Extract every line below that contains the word "default".

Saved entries
________________________________________
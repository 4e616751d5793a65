//! Driver management service.

use crate::domain::entities::{AccessToken, Company, Driver, DriverFilter, DriverPatch, NewDriver};
use crate::domain::pagination::{Page, PageRequest};
use crate::domain::repositories::DriverRepository;
use crate::error::AppError;
use crate::infrastructure::cache::{CacheService, cached, invalidate, namespace, user_key};
use serde_json::json;
use std::sync::Arc;
use tracing::info;
use validator::Validate;

/// Upper bound for any page size requested by a client.
pub const MAX_PAGE_SIZE: u32 = 100;

/// Clamps a requested page into `1..=MAX_PAGE_SIZE` rows.
pub fn clamp_page(page: PageRequest) -> PageRequest {
    PageRequest::new(page.page, page.page_size.clamp(1, MAX_PAGE_SIZE))
}

/// Service for browsing and editing drivers.
///
/// Reads go through the query cache; every successful mutation drops the
/// `drivers:` namespace so the next read sees the backend state.
pub struct DriverService<R: DriverRepository + ?Sized> {
    repository: Arc<R>,
    cache: Arc<dyn CacheService>,
}

impl<R: DriverRepository + ?Sized> DriverService<R> {
    pub fn new(repository: Arc<R>, cache: Arc<dyn CacheService>) -> Self {
        Self { repository, cache }
    }

    /// Lists drivers matching `filter`.
    ///
    /// Blank searches are dropped and the page size is clamped.
    pub async fn list(&self, token: &AccessToken, filter: DriverFilter) -> Result<Page<Driver>, AppError> {
        let search = filter
            .search
            .as_deref()
            .map(str::trim)
            .filter(|s| !s.is_empty())
            .map(str::to_string);
        let filter = DriverFilter {
            page: clamp_page(filter.page),
            search,
            ..filter
        };

        let key = user_key(namespace::DRIVERS, token, &format!("list:{}", filter.cache_key()));
        cached(self.cache.as_ref(), &key, || self.repository.list(token, filter)).await
    }

    /// Retrieves a driver by id.
    ///
    /// # Errors
    ///
    /// Returns [`AppError::NotFound`] if the backend has no such driver.
    pub async fn get(&self, token: &AccessToken, id: i64) -> Result<Driver, AppError> {
        let key = user_key(namespace::DRIVERS, token, &id.to_string());
        // A miss is an error inside the fetch, so it is never cached.
        cached(self.cache.as_ref(), &key, || async {
            self.repository
                .find(token, id)
                .await?
                .ok_or_else(|| AppError::not_found("Driver not found", json!({ "id": id })))
        })
        .await
    }

    /// Creates a driver after local validation.
    ///
    /// # Errors
    ///
    /// Returns [`AppError::Validation`] if the input breaks a field rule;
    /// backend rejections (duplicate phone, unknown company) pass through.
    pub async fn create(&self, token: &AccessToken, mut driver: NewDriver) -> Result<Driver, AppError> {
        driver.full_name = driver.full_name.trim().to_string();
        driver.phone = driver.phone.trim().to_string();
        driver.validate()?;

        let created = self.repository.create(token, driver).await?;
        invalidate(self.cache.as_ref(), namespace::DRIVERS).await;
        invalidate(self.cache.as_ref(), namespace::ANALYTICS).await;

        info!(driver_id = created.id, "Driver created");
        Ok(created)
    }

    /// Applies a partial update.
    ///
    /// # Errors
    ///
    /// Returns [`AppError::Validation`] for an empty patch or invalid fields.
    pub async fn update(&self, token: &AccessToken, id: i64, patch: DriverPatch) -> Result<Driver, AppError> {
        if patch.is_empty() {
            return Err(AppError::bad_request(
                "Nothing to update",
                json!({ "id": id }),
            ));
        }
        patch.validate()?;

        let updated = self.repository.update(token, id, patch).await?;
        invalidate(self.cache.as_ref(), namespace::DRIVERS).await;
        invalidate(self.cache.as_ref(), namespace::ANALYTICS).await;

        info!(driver_id = id, "Driver updated");
        Ok(updated)
    }

    /// Deletes a driver.
    ///
    /// # Errors
    ///
    /// Returns [`AppError::NotFound`] if the driver does not exist.
    pub async fn delete(&self, token: &AccessToken, id: i64) -> Result<(), AppError> {
        if !self.repository.delete(token, id).await? {
            return Err(AppError::not_found("Driver not found", json!({ "id": id })));
        }

        invalidate(self.cache.as_ref(), namespace::DRIVERS).await;
        invalidate(self.cache.as_ref(), namespace::DOCUMENTS).await;
        invalidate(self.cache.as_ref(), namespace::ANALYTICS).await;

        info!(driver_id = id, "Driver deleted");
        Ok(())
    }

    /// Companies available for assignment, for form dropdowns.
    pub async fn companies(&self, token: &AccessToken) -> Result<Vec<Company>, AppError> {
        let key = user_key(namespace::DRIVERS, token, "companies");
        cached(self.cache.as_ref(), &key, || self.repository.companies(token)).await
    }
}

#[cfg(test)]
mod tests {
    use super::*;
    use crate::domain::entities::DriverStatus;
    use crate::domain::repositories::MockDriverRepository;
    use crate::infrastructure::cache::{MapCache, NullCache};
    use chrono::Utc;

    fn token() -> AccessToken {
        AccessToken::new("test-token")
    }

    fn create_test_driver(id: i64, name: &str) -> Driver {
        Driver {
            id,
            full_name: name.to_string(),
            phone: "+254712345678".to_string(),
            email: None,
            national_id: None,
            company_id: None,
            company_name: None,
            status: DriverStatus::Active,
            hired_on: None,
            created_at: Utc::now(),
        }
    }

    fn service(mock_repo: MockDriverRepository) -> DriverService<MockDriverRepository> {
        DriverService::new(Arc::new(mock_repo), Arc::new(NullCache::new()))
    }

    #[test]
    fn test_clamp_page() {
        assert_eq!(clamp_page(PageRequest::new(3, 1000)).page_size, MAX_PAGE_SIZE);
        assert_eq!(clamp_page(PageRequest::new(3, 0)).page_size, 1);
        assert_eq!(clamp_page(PageRequest::new(3, 25)).page_size, 25);
    }

    #[tokio::test]
    async fn test_list_trims_search_and_clamps_page_size() {
        let mut mock_repo = MockDriverRepository::new();
        mock_repo
            .expect_list()
            .withf(|_, f| f.search.as_deref() == Some("amina") && f.page.page_size == MAX_PAGE_SIZE)
            .times(1)
            .returning(|_, f| Ok(Page::new(vec![create_test_driver(1, "Amina")], 1, f.page)));

        let filter = DriverFilter::new(PageRequest::new(1, 500)).with_search(Some("  amina ".to_string()));
        let page = service(mock_repo).list(&token(), filter).await.unwrap();

        assert_eq!(page.items.len(), 1);
        assert_eq!(page.total_pages(), 1);
    }

    #[tokio::test]
    async fn test_list_blank_search_is_dropped() {
        let mut mock_repo = MockDriverRepository::new();
        mock_repo
            .expect_list()
            .withf(|_, f| f.search.is_none())
            .times(1)
            .returning(|_, f| Ok(Page::empty(f.page)));

        let filter = DriverFilter::new(PageRequest::default()).with_search(Some("   ".to_string()));
        assert!(service(mock_repo).list(&token(), filter).await.is_ok());
    }

    #[tokio::test]
    async fn test_get_not_found() {
        let mut mock_repo = MockDriverRepository::new();
        mock_repo.expect_find().times(1).returning(|_, _| Ok(None));

        let result = service(mock_repo).get(&token(), 42).await;

        assert!(matches!(result.unwrap_err(), AppError::NotFound { .. }));
    }

    #[tokio::test]
    async fn test_missing_driver_is_not_cached() {
        let mut mock_repo = MockDriverRepository::new();
        let mut seq = mockall::Sequence::new();
        mock_repo
            .expect_find()
            .times(1)
            .in_sequence(&mut seq)
            .returning(|_, _| Ok(None));
        mock_repo
            .expect_find()
            .times(1)
            .in_sequence(&mut seq)
            .returning(|_, id| Ok(Some(create_test_driver(id, "Amina"))));

        let cache = Arc::new(MapCache::default());
        let service = DriverService::new(Arc::new(mock_repo), cache.clone());

        let first = service.get(&token(), 42).await;
        assert!(matches!(first.unwrap_err(), AppError::NotFound { .. }));
        assert_eq!(cache.len(), 0);

        let second = service.get(&token(), 42).await.unwrap();
        assert_eq!(second.full_name, "Amina");
        assert_eq!(cache.len(), 1);
    }

    #[tokio::test]
    async fn test_create_invalid_phone_skips_backend() {
        let mock_repo = MockDriverRepository::new();

        let driver = NewDriver {
            full_name: "Amina Yusuf".to_string(),
            phone: "call me".to_string(),
            email: None,
            national_id: None,
            company_id: None,
            status: DriverStatus::Active,
            hired_on: None,
        };
        let result = service(mock_repo).create(&token(), driver).await;

        assert!(matches!(result.unwrap_err(), AppError::Validation { .. }));
    }

    #[tokio::test]
    async fn test_create_trims_name() {
        let mut mock_repo = MockDriverRepository::new();
        mock_repo
            .expect_create()
            .withf(|_, d| d.full_name == "Amina Yusuf")
            .times(1)
            .returning(|_, d| Ok(create_test_driver(9, &d.full_name)));

        let driver = NewDriver {
            full_name: "  Amina Yusuf ".to_string(),
            phone: "+254712345678".to_string(),
            email: None,
            national_id: None,
            company_id: None,
            status: DriverStatus::Active,
            hired_on: None,
        };
        let created = service(mock_repo).create(&token(), driver).await.unwrap();

        assert_eq!(created.id, 9);
    }

    #[tokio::test]
    async fn test_update_empty_patch() {
        let mock_repo = MockDriverRepository::new();

        let result = service(mock_repo)
            .update(&token(), 1, DriverPatch::default())
            .await;

        assert!(matches!(result.unwrap_err(), AppError::Validation { .. }));
    }

    #[tokio::test]
    async fn test_delete_missing_driver() {
        let mut mock_repo = MockDriverRepository::new();
        mock_repo.expect_delete().times(1).returning(|_, _| Ok(false));

        let result = service(mock_repo).delete(&token(), 5).await;

        assert!(matches!(result.unwrap_err(), AppError::NotFound { .. }));
    }
}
________________________________________
» **ANSWER FOR THE TASK**:
        let filter = DriverFilter::new(PageRequest::default()).with_search(Some("   ".to_string()));
        let cache = Arc::new(MapCache::default());
            .update(&token(), 1, DriverPatch::default())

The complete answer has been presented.